__GIVEN INFORMATION__
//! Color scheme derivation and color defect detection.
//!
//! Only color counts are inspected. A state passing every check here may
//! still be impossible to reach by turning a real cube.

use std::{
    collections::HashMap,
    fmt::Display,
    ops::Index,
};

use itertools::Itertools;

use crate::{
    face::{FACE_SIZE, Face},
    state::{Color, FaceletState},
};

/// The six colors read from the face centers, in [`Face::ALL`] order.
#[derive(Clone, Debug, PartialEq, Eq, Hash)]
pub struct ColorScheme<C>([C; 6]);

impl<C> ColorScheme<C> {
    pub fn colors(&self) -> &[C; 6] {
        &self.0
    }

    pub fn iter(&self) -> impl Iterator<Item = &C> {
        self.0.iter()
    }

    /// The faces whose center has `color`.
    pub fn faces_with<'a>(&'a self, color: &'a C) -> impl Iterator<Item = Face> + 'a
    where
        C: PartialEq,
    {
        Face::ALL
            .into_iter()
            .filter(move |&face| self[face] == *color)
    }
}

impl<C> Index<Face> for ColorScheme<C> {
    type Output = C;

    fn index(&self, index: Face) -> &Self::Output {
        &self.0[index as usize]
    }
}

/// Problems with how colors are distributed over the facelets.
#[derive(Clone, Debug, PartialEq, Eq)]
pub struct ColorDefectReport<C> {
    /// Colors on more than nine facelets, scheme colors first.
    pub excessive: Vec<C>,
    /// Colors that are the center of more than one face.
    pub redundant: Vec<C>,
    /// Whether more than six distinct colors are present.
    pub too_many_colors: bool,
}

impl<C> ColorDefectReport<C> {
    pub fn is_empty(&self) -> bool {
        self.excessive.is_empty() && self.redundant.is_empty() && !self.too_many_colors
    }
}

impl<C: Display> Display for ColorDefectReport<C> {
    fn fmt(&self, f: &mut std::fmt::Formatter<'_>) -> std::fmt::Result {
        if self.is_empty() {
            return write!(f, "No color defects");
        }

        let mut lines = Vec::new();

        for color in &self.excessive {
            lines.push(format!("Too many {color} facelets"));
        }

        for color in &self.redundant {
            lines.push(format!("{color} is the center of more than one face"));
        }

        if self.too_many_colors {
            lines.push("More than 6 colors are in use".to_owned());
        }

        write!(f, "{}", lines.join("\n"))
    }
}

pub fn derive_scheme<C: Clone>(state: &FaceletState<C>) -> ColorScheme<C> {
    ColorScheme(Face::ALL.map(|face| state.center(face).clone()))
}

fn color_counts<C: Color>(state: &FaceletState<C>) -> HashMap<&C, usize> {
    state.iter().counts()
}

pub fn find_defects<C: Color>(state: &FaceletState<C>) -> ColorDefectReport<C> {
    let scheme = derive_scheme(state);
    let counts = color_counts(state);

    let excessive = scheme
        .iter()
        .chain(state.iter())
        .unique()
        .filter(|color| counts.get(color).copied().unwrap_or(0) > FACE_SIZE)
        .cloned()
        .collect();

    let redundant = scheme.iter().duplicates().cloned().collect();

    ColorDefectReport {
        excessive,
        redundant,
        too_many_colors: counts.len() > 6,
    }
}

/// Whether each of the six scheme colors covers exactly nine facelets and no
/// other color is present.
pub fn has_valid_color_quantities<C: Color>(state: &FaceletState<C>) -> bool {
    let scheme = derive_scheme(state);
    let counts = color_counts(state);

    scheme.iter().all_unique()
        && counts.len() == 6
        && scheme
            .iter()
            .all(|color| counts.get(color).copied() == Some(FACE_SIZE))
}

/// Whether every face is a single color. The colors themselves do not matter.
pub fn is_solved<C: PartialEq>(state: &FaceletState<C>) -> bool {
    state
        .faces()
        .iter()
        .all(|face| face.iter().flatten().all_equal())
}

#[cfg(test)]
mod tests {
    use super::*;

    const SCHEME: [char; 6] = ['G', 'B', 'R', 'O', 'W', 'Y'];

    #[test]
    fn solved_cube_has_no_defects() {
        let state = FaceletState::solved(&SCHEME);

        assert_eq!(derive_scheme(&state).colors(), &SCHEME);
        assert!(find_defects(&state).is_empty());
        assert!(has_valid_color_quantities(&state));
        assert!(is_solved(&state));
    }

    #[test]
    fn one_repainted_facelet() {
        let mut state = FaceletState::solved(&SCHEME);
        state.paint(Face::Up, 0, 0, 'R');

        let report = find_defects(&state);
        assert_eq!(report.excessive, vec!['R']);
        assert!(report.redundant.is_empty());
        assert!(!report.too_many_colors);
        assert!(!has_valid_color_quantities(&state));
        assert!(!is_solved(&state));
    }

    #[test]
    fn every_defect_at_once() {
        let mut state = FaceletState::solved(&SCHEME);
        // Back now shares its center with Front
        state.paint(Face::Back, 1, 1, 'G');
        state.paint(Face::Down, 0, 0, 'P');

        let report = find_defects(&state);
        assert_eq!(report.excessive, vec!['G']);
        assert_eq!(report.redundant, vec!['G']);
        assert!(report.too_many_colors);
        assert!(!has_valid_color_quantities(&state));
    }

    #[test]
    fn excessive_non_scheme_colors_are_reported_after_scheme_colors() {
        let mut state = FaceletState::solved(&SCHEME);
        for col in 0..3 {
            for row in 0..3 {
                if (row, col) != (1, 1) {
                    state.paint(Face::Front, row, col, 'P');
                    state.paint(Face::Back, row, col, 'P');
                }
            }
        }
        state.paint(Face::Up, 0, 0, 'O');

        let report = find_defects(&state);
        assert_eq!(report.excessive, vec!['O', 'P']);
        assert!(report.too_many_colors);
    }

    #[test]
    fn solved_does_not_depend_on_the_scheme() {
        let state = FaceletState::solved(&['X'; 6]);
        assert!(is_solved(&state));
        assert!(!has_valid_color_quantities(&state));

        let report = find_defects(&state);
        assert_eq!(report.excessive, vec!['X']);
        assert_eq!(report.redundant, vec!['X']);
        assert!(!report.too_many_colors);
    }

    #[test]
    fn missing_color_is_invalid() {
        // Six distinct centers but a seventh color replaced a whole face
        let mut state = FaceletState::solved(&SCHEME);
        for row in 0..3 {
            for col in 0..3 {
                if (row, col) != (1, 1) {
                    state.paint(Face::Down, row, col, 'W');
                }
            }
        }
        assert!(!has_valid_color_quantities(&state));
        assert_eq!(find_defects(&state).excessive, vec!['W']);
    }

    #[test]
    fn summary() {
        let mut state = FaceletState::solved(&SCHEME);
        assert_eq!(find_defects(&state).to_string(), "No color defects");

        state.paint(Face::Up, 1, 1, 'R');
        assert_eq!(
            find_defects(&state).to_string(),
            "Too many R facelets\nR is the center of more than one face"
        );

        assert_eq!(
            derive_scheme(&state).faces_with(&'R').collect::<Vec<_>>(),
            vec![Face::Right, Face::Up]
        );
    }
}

---

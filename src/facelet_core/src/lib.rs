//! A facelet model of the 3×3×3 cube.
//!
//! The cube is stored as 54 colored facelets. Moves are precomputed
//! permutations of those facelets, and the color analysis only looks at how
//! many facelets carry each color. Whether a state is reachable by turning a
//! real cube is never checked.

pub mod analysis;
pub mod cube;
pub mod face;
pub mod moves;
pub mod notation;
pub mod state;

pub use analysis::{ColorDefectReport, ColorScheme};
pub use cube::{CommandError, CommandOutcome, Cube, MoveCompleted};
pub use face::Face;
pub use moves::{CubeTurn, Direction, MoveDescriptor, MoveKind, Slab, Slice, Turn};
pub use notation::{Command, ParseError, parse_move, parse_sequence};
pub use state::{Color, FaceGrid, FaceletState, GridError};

==

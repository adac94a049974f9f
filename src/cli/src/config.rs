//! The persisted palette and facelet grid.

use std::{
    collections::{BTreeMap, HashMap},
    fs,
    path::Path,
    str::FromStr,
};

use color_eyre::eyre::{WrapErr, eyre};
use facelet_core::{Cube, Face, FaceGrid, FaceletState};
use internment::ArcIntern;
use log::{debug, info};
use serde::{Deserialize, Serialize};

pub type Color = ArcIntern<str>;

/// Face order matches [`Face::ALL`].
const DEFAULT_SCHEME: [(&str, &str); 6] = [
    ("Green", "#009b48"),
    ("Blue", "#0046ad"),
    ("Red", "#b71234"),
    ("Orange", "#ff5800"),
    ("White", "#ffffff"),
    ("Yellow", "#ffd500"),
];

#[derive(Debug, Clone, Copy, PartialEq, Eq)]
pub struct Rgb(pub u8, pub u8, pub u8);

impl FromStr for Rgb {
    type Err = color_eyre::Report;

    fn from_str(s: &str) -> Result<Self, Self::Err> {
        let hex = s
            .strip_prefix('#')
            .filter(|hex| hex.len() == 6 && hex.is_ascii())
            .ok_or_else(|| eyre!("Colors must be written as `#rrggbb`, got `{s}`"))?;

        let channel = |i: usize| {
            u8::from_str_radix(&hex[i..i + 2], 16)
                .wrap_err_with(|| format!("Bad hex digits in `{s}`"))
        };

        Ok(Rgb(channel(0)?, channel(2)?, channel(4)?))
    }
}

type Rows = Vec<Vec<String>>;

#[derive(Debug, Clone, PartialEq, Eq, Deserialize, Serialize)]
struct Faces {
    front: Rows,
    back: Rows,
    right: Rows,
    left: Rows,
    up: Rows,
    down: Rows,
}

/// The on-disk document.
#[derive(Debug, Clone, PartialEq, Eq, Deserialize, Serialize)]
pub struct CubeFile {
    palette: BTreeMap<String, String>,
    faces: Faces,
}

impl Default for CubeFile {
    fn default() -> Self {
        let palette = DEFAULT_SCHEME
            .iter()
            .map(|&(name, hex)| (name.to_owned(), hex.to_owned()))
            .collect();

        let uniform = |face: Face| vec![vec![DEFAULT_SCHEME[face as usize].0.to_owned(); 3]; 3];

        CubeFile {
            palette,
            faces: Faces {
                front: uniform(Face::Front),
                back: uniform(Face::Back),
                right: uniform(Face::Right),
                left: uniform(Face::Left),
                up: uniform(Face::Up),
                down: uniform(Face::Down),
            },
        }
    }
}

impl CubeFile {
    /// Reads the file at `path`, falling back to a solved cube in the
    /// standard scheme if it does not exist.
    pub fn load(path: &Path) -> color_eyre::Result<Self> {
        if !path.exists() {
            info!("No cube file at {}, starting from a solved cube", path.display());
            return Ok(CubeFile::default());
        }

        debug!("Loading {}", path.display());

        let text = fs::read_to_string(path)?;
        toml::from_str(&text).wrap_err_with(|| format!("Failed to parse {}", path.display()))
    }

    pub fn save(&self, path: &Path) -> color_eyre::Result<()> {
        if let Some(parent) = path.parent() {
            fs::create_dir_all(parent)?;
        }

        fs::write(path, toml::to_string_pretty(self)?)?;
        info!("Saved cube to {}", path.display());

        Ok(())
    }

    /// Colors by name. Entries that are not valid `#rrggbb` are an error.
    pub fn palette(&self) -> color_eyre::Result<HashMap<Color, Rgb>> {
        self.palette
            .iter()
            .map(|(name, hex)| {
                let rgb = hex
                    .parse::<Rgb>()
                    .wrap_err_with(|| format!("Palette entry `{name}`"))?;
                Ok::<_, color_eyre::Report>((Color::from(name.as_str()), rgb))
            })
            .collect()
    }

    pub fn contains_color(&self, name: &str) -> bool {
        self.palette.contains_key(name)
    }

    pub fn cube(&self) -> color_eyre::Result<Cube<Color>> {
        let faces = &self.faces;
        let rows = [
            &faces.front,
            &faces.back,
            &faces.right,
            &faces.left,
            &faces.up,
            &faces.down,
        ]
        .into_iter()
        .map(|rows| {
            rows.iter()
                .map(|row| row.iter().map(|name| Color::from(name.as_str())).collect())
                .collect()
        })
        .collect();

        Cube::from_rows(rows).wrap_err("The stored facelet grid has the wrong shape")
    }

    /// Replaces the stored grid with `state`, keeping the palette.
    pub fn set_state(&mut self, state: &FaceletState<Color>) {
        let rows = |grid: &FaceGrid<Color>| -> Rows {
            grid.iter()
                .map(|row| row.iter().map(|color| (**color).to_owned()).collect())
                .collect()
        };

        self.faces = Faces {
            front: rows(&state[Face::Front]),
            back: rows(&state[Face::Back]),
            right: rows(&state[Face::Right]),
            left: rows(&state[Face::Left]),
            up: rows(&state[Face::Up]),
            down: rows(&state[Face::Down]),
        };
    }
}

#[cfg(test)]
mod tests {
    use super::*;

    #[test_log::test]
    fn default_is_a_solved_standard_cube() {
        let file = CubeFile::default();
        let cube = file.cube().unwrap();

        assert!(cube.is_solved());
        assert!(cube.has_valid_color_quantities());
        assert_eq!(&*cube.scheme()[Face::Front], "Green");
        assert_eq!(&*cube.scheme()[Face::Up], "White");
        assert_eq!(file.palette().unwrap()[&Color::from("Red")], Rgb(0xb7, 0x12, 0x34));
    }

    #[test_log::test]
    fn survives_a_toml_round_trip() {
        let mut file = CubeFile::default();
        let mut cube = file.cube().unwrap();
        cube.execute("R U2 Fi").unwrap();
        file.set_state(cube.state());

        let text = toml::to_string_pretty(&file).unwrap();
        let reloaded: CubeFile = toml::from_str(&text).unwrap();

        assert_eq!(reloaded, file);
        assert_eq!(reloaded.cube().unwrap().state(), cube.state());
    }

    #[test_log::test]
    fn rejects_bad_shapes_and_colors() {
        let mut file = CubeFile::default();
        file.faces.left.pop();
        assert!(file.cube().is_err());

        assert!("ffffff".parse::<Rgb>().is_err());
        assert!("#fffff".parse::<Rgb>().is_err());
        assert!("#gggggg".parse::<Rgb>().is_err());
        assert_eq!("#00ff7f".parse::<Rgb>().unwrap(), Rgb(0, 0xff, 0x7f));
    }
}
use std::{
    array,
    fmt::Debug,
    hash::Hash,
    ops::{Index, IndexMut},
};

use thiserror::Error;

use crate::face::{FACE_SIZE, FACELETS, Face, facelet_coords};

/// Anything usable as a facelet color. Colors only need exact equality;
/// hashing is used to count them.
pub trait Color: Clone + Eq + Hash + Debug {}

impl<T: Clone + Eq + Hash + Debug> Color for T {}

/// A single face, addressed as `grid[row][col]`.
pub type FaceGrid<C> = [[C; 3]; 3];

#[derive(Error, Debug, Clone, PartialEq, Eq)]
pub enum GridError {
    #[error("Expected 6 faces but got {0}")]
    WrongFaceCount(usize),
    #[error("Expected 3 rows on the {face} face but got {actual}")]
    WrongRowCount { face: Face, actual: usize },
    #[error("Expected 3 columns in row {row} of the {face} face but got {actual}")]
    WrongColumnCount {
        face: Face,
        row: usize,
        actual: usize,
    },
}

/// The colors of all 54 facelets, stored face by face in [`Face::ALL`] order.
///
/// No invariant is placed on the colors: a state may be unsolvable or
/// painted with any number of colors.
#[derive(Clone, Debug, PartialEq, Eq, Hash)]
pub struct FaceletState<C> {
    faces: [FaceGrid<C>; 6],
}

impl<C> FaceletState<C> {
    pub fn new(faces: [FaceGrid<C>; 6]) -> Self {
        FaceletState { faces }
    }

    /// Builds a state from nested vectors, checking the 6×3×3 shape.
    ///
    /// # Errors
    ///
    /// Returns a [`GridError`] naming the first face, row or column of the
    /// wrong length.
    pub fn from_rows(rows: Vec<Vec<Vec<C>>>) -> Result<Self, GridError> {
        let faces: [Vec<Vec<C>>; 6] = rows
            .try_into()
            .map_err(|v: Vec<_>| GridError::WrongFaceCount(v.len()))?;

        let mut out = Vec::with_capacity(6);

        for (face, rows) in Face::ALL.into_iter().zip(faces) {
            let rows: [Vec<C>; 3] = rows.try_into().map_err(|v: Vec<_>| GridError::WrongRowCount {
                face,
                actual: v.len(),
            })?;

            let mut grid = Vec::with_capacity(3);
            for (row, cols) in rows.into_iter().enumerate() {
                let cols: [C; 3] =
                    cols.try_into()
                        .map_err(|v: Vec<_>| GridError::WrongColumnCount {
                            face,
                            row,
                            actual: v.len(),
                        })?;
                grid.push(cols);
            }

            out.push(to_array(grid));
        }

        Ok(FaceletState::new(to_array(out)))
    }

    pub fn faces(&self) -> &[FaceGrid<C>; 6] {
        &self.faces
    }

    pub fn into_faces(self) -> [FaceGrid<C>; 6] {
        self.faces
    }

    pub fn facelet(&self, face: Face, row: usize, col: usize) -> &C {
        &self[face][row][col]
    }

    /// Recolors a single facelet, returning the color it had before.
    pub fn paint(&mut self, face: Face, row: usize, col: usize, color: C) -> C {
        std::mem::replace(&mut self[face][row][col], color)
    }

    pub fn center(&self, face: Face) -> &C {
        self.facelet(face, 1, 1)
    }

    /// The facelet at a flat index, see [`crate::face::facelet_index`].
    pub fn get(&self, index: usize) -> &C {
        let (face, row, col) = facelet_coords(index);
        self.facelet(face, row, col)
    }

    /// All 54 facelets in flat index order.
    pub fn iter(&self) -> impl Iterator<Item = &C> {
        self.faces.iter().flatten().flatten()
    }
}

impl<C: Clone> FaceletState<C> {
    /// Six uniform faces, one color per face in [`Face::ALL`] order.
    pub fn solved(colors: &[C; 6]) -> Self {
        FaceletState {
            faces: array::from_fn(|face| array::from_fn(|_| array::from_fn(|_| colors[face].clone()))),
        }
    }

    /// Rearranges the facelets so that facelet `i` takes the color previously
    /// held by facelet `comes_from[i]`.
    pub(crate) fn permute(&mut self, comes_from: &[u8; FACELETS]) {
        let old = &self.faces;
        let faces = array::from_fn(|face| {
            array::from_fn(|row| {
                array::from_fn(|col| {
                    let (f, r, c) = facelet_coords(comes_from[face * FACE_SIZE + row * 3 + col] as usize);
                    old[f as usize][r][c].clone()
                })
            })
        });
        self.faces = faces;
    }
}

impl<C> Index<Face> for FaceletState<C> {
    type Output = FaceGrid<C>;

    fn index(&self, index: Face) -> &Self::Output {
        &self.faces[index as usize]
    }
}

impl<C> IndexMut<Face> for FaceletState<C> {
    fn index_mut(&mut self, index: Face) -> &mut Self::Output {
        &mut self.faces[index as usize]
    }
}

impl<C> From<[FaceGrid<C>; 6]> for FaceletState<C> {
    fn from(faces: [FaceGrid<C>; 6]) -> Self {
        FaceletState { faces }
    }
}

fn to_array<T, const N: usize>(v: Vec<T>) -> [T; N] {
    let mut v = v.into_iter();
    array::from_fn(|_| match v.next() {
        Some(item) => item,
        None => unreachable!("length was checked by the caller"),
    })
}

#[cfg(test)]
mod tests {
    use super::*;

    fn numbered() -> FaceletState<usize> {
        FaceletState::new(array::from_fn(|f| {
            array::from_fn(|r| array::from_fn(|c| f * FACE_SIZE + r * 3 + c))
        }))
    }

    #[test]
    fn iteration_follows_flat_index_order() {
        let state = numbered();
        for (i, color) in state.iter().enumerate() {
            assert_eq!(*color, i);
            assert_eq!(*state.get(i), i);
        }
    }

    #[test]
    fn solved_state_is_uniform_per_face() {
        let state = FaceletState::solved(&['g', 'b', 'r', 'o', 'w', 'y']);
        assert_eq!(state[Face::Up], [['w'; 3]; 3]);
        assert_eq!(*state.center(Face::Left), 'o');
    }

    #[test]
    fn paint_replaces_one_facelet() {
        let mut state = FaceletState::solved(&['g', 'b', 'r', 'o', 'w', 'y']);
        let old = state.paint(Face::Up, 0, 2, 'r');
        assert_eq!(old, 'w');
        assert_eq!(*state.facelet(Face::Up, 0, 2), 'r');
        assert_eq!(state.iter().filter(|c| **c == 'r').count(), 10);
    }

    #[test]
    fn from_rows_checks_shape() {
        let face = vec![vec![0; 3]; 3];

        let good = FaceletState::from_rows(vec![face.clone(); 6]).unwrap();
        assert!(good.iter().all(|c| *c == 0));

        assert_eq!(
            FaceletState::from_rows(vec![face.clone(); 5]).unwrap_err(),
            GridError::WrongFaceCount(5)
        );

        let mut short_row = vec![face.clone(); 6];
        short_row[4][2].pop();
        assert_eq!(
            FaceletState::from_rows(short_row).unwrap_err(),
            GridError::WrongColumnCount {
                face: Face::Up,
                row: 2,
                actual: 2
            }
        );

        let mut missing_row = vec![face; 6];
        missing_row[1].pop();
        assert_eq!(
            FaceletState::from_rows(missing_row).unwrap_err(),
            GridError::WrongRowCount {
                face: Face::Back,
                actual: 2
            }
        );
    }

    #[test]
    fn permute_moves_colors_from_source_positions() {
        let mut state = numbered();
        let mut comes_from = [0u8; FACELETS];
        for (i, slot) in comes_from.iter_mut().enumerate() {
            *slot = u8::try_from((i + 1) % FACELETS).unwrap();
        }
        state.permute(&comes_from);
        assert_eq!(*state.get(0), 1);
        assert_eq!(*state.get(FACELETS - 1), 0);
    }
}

__WORK INSTRUCTIONS__
In the entries above, find the line holding "color defect detection." and the line holding "use itertools::Itertools;"; print both of them and every line between, exactly, and nothing else.

__ANSWER SPACE__
//! Color scheme derivation and color defect detection.
//!
//! Only color counts are inspected. A state passing every check here may
//! still be impossible to reach by turning a real cube.

use std::{
    collections::HashMap,
    fmt::Display,
    ops::Index,
};

use itertools::Itertools;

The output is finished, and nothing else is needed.